In this case it seems that when you are converting back to an int after the function returns it is possible that you reach the maximum value of an int, my suggestion is for you to use a type that can represent a greater range of values.
#include <iostream>
#include <limits>
#include <boost/multiprecision/cpp_int.hpp>
int main(int argc, char* argv[])
{
std::cout << "int min: " << std::numeric_limits<int>::min() << std::endl;
std::cout << "int max: " << std::numeric_limits<int>::max() << std::endl;
std::cout << "long min: " << std::numeric_limits<long>::min() << std::endl;
std::cout << "long max: " << std::numeric_limits<long>::max() << std::endl;
std::cout << "long long min: " << std::numeric_limits<long long>::min() << std::endl;
std::cout << "long long max: " << std::numeric_limits<long long>::max() << std::endl;
boost::multiprecision::cpp_int bigint = 113850000000;
int smallint = 113850000000;
std::cout << bigint << std::endl;
std::cout << smallint << std::endl;
std::cin.get();
return 0;
}
As you can see here, there are other types which have a bigger range.
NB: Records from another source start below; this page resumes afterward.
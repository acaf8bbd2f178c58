//! Screen layout for the dashboard shell.
//!
//! Single source of truth for width thresholds and panel sizes - no magic
//! numbers scattered in render code.

use ratatui::layout::{Constraint, Direction, Layout, Rect};

const TITLE_HEIGHT: u16 = 3;
const LOGS_HEIGHT: u16 = 7;
const STATUS_HEIGHT: u16 = 2;
const SIDEBAR_WIDTH: u16 = 32;

/// Responsive breakpoint system for layout decisions.
#[derive(Debug, Clone, Copy, PartialEq, Eq)]
pub enum Breakpoint {
    /// < 60 cols: Split pane, minimal terminal (no sidebar)
    Compact,
    /// 60-99 cols: Half-screen
    Normal,
    /// 100-139 cols: Full terminal
    Wide,
    /// 140+ cols: Ultrawide monitor
    UltraWide,
}

impl Breakpoint {
    pub fn from_width(width: u16) -> Self {
        match width {
            0..=59 => Breakpoint::Compact,
            60..=99 => Breakpoint::Normal,
            100..=139 => Breakpoint::Wide,
            _ => Breakpoint::UltraWide,
        }
    }

    /// Check if at least this breakpoint (inclusive)
    pub fn at_least(&self, min: Breakpoint) -> bool {
        self.ordinal() >= min.ordinal()
    }

    fn ordinal(&self) -> u8 {
        match self {
            Breakpoint::Compact => 0,
            Breakpoint::Normal => 1,
            Breakpoint::Wide => 2,
            Breakpoint::UltraWide => 3,
        }
    }
}

/// Areas of the shell around the content view
#[derive(Debug, Clone, Copy, PartialEq, Eq)]
pub struct Shell {
    pub title: Rect,
    /// None on compact terminals
    pub sidebar: Option<Rect>,
    pub content: Rect,
    pub logs: Rect,
    pub status: Rect,
}

impl Shell {
    /// Title on top, [sidebar | content] in the middle, logs and status below
    pub fn split(area: Rect) -> Self {
        let rows = Layout::default()
            .direction(Direction::Vertical)
            .constraints([
                Constraint::Length(TITLE_HEIGHT),
                Constraint::Min(10),
                Constraint::Length(LOGS_HEIGHT),
                Constraint::Length(STATUS_HEIGHT),
            ])
            .split(area);

        let (sidebar, content) = if Breakpoint::from_width(rows[1].width).at_least(Breakpoint::Normal) {
            let body = Layout::default()
                .direction(Direction::Horizontal)
                .constraints([Constraint::Length(SIDEBAR_WIDTH), Constraint::Min(20)])
                .split(rows[1]);
            (Some(body[0]), body[1])
        } else {
            (None, rows[1])
        };

        Self {
            title: rows[0],
            sidebar,
            content,
            logs: rows[2],
            status: rows[3],
        }
    }
}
If these do not suffice I believe the latest boost version has just the thing for you.
Throw an exception:
if (pPStore > static_cast<float>(INT_MAX)) {
throw std::overflow_error("exceeds integer size");
} else {
pPMax = static_cast<int>(pPStore);
}
or use float instead of int.
When you multiply the maximum values of each term together you get a value around 1.42312e+12 which is somewhat larger than a 32 bit integer can hold, so let's see what the standard has to say about floating point-to-integer conversions, in 4.9/1:
A prvalue of a floating point type can be converted to a prvalue of an
integer type. The conversion trun- cates; that is, the fractional part
is discarded. The behavior is undefined if the truncated value cannot
be represented in the destination type.
So we learn that for a large segment of possible result values your function can generate, the conversion back to a 32 bit integer would be undefined, which includes making negative numbers.
You have a few options here. You could use a 64 bit integer type (long or long long possibly) to hold the value instead of truncating down to int.
Alternately you could scale down the results of your function by a factor of around 1000 or so, to keep the maximal results within the range of values that a 32 bit integer could hold.